そのころ
グリム博士は自宅で、ひさしぶりの休暇を満喫していました。
ちゃぶ台には、湯気をたてる緑茶と、ほっかほかのチンしてできるご飯。
おかずは、キュウリの浅漬けばかりが、たくさん皿の上にのっています。
それを箸につきさして、ぽりぽりと食べながら、博士は感心して言いました。
「中本さんのキュウリは、やはり至高だな……」
先日の夜、バイト帰りに金を無心に来たカラスが、せめてものお礼として置いていったものでした。

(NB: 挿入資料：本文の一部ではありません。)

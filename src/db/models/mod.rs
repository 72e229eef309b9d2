pub mod occurrence;
pub mod stats;

pub use occurrence::{NewOccurrence, Occurrence, OccurrenceSummary, STATUS_NEW, STATUS_REVIEWED};
pub use stats::{AggregateStats, ErrorTypeCount, SeverityCount};
use std::path::PathBuf;
use std::sync::Arc;

use anyhow::{bail, Context, Result};
use clap::{Parser, Subcommand};
use log::info;
use serde::Serialize;

use logwarden::{ConfigStore, Database, LogNotifier, Monitor};

#[derive(Parser)]
#[command(name = "logwarden", version, about = "Watch log files for known errors")]
struct Cli {
    /// SQLite database holding detected occurrences
    #[arg(long, default_value = "logwarden.sqlite3")]
    db: PathBuf,

    /// JSON settings file
    #[arg(long, default_value = "config.json")]
    config: PathBuf,

    #[command(subcommand)]
    command: Command,
}

#[derive(Subcommand)]
enum Command {
    /// Tail the given files until interrupted
    Watch {
        #[arg(required = true)]
        files: Vec<PathBuf>,
    },
    /// List the most recent occurrences
    Recent {
        #[arg(long, default_value_t = 50)]
        limit: usize,
    },
    /// Show one occurrence in full
    Show { id: i64 },
    /// Mark an occurrence as reviewed
    Review { id: i64 },
    /// Aggregate counts
    Stats,
}

#[tokio::main]
async fn main() -> Result<()> {
    // Initialize logging (reads RUST_LOG env var)
    env_logger::Builder::from_default_env()
        .filter_level(log::LevelFilter::Info)
        .init();

    let cli = Cli::parse();

    let config = ConfigStore::new(cli.config.clone())?.get();
    let db = Database::new(cli.db.clone())?;
    let notifier = Arc::new(LogNotifier::new(config.email_address.clone()));
    let monitor = Monitor::from_config(db, &config, notifier)?;

    match cli.command {
        Command::Watch { files } => watch(&monitor, files).await,
        Command::Recent { limit } => print_json(&monitor.list_recent(limit).await?),
        Command::Show { id } => match monitor.get_occurrence(id).await? {
            Some(occurrence) => print_json(&occurrence),
            None => bail!("occurrence {id} not found"),
        },
        Command::Review { id } => {
            if !monitor.mark_reviewed(id).await? {
                bail!("occurrence {id} not found");
            }
            Ok(())
        }
        Command::Stats => print_json(&monitor.get_stats().await?),
    }
}

async fn watch(monitor: &Monitor, files: Vec<PathBuf>) -> Result<()> {
    let status = monitor.start_monitoring(files).await;
    if !status.is_success() {
        bail!(
            "failed to start monitoring: {}",
            status.message.unwrap_or_default()
        );
    }

    info!("logwarden watching; press Ctrl-C to stop");
    tokio::signal::ctrl_c()
        .await
        .context("failed to listen for Ctrl-C")?;

    let status = monitor.stop_monitoring().await;
    if !status.is_success() {
        bail!(
            "failed to stop monitoring: {}",
            status.message.unwrap_or_default()
        );
    }
    Ok(())
}

fn print_json<T: Serialize>(value: &T) -> Result<()> {
    println!("{}", serde_json::to_string_pretty(value)?);
    Ok(())
}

塩分控えめで、あっさりしていて、しかもキュウリの風味は損なわれていないという、とても美味なお漬け物です。
ご飯ともよく合います。
「人間界の食事は、魔界とは比べ物にならないほどうまいな。あほの魔王が食べ物に執着する気持ちも、いまならわからんでもない……」
もともと偏食で生野菜しか食べず、極めて小食だった博士ですが、このキュウリの浅漬けに出会ってからというもの、おいしいものを食べる喜びを知りました。
棒のように痩せていた手足も、すこし肉づきがよくなってきたようです。
「人間を滅ぼすなんて脳筋の考えることだ。人間は魔族より数も多く利口で器用なのだから、うまく利用するに限る」
ぽりぽり。
大事に食べていたキュウリが。とうとう最後の一切れになってしまいました。
困りました。おかわりが欲しい。金を出してでも欲しい。
カラスに頼めば持ってきてくれるかもしれない。それとも、中本さんの居所を聞いて、直接仕入れる契約を結ぼうか……。
「ん?」
ぴろんと音がして、スマホにメールが届きました。
差出人の名前表示は、「カラス卿(烏丸九郎)」となっています。
『おせわになております。へいかのどうがおのせました。ぜひごかんそうおください。つぎわおうでそんにいてきます』
たどたどしい平仮名ばかりの文章につづいて、ひとつのURLが目に入りました。
どうやらカラスは助言に従って、魔王のにゅーちゅーぶちゃんねるを開設したようです。
めんどうだなあと思いながら再生すると、映像は黒髪に金の瞳の美幼女のドアップから始まりました。